I have worked in the health field for 20 years, starting out as a paramedic working in underserved communities, specifically Brooklyn and the immediate area around SUNY Downstate. I saw public health as a higher calling and a way to affect more lives and serve a greater population than just one patient at a time. Before starting SUNY's DrPH program, I completed an MPH in Environmental Science, an MPA in Emergency Management, and a masters (MA) certificate in Terrorism Studies. My previous work has involved the study of air quality around public schools, and the psychology of terrorism and suicide bombers. I am still actively involved in EMS and I have written and taught extensively on EMS, emergency management and suicide terrorism. I currently teach EMS, Police and Fire/Rescue and emergency management personnel as an adjunct professor at John Jay College, and I have also served as a researcher at John Jay's Center on Terrorism Studies. I am currently the Deputy Director for the NYC Medical Examiner's Special Operations Division, an interdisciplinary team tasked with responding to incidents involving numerous fatalities and/or in complex fatality management scenarios in the tri-state region. I have been involved in many emergency/disaster responses including the 1993 WTC bombing, 9/11, the November 12, 2001 Flight 587, the 2007 steam pipe explosion, and the 2009 Mid-air collision over the Hudson.
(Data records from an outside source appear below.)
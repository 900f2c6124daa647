//! Prediction table: the scored artifact.
//!
//! One row per observation with its class probabilities, the predicted label
//! (argmax) and that label's probability. Every field is nullable so that
//! partially-populated outputs can still be monitored.

use serde::{Deserialize, Serialize};

use ledgerflow_shared::{LedgerflowError, Result};

/// Raw scorer output, before packaging.
#[derive(Debug, Clone, Default, PartialEq, Serialize, Deserialize)]
pub struct RawScores {
    /// Observation identifiers, aligned with `probabilities`.
    #[serde(default)]
    pub ids: Vec<Option<String>>,
    /// Class probabilities per observation.
    pub probabilities: Vec<Vec<f64>>,
}

/// One scored observation.
#[derive(Debug, Clone, PartialEq, Serialize, Deserialize)]
pub struct PredictionRow {
    #[serde(default)]
    pub id: Option<String>,
    /// Probability per class index.
    #[serde(default)]
    pub p: Vec<Option<f64>>,
    #[serde(default)]
    pub label: Option<i64>,
    #[serde(default)]
    pub p_label: Option<f64>,
}

/// A scored output or reference dataset.
#[derive(Debug, Clone, Default, PartialEq, Serialize, Deserialize)]
pub struct PredictionTable {
    pub rows: Vec<PredictionRow>,
}

impl PredictionTable {
    /// Package raw probabilities: `label = argmax(p)`, `p_label = max(p)`.
    pub fn package(scores: RawScores) -> Result<Self> {
        if !scores.ids.is_empty() && scores.ids.len() != scores.probabilities.len() {
            return Err(LedgerflowError::validation(format!(
                "{} ids for {} probability rows",
                scores.ids.len(),
                scores.probabilities.len()
            )));
        }

        let mut ids = scores.ids.into_iter();
        let rows = scores
            .probabilities
            .into_iter()
            .map(|p| {
                let best = argmax(&p);
                PredictionRow {
                    id: ids.next().flatten(),
                    label: best.map(|(i, _)| i as i64),
                    p_label: best.map(|(_, v)| v),
                    p: p.into_iter().map(|v| (!v.is_nan()).then_some(v)).collect(),
                }
            })
            .collect();

        Ok(Self { rows })
    }

    pub fn from_bytes(bytes: &[u8]) -> Result<Self> {
        serde_json::from_slice(bytes)
            .map_err(|e| LedgerflowError::validation(format!("invalid prediction table: {e}")))
    }

    pub fn to_bytes(&self) -> Result<Vec<u8>> {
        serde_json::to_vec(self)
            .map_err(|e| LedgerflowError::validation(format!("prediction table encode: {e}")))
    }

    pub fn len(&self) -> usize {
        self.rows.len()
    }

    pub fn is_empty(&self) -> bool {
        self.rows.is_empty()
    }

    /// Widest probability vector in the table.
    pub fn class_count(&self) -> usize {
        self.rows.iter().map(|r| r.p.len()).max().unwrap_or(0)
    }

    /// Non-null predicted labels.
    pub fn labels(&self) -> Vec<i64> {
        self.rows.iter().filter_map(|r| r.label).collect()
    }

    /// Null cells over all cells, treating the table as `id, p_0..p_n, label, p_label`.
    pub fn missing_value_share(&self) -> f64 {
        let columns = 3 + self.class_count();
        let total = self.rows.len() * columns;
        if total == 0 {
            return 0.0;
        }

        let missing: usize = self
            .rows
            .iter()
            .map(|r| {
                let probs = (0..columns - 3)
                    .filter(|&i| r.p.get(i).copied().flatten().is_none())
                    .count();
                probs
                    + usize::from(r.id.is_none())
                    + usize::from(r.label.is_none())
                    + usize::from(r.p_label.is_none())
            })
            .sum();

        missing as f64 / total as f64
    }
}

/// First index of the largest non-NaN value.
fn argmax(p: &[f64]) -> Option<(usize, f64)> {
    p.iter()
        .copied()
        .enumerate()
        .filter(|(_, v)| !v.is_nan())
        .fold(None, |best, (i, v)| match best {
            Some((_, bv)) if bv >= v => best,
            _ => Some((i, v)),
        })
}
I decided to pursue a DrPH degree to gain the skills necessary to effectively research morbidity and mortality from environmentally-mediated diseases that occur as a result of disasters. After I complete my degree, I plan to work with international disaster relief organizations and schools of public health to advance environmental disease prevention and control in disaster-stricken communities.
What made you choose SUNY Downstate?
I chose SUNY for three major reasons: the location, the value, and the focus and commitment to addressing health disparities in the urban environment. I visited the school three times before making my decision to come here, and I found that the faculty were very excited about what they we doing; that energy made me very interested in being part of what was happening here. The faculty were open to helping me achieve MY goals, and in creating a research project that fit MY needs, unlike other schools that I had visited which wanted me to align myself with faculty's pre-existing research interests. Also, I was well aware of SUNY Downstate's national reputation in medicine and the sciences, and their extensive and distinguished history of research excellence. Students come from all over the country, and from other parts of the world to study here. Simply put; you get the big name, without the big tuition bill.
In my time at SUNY Downstate, I have had the freedom to pursue my own academic interests while being exposed to areas in public health that I had not known well, or appreciated. The DrPH program encourages and empowers students to take control of their education, and master the subject-matter. The work is a true collaboration between students and faculty. Students work together to challenge each other to be prepared, knowledgeable and compassionate public health practitioners. This style of interactive learning has given me "real-life" skills that I have already been able to use in my interactions with peers and superiors in my current job.
What would you say to a student considering the program?
If you are serious about public health, and are committed to developing the skills needed to address the health concerns that we face, then SUNY Downstate SPH is the school for you.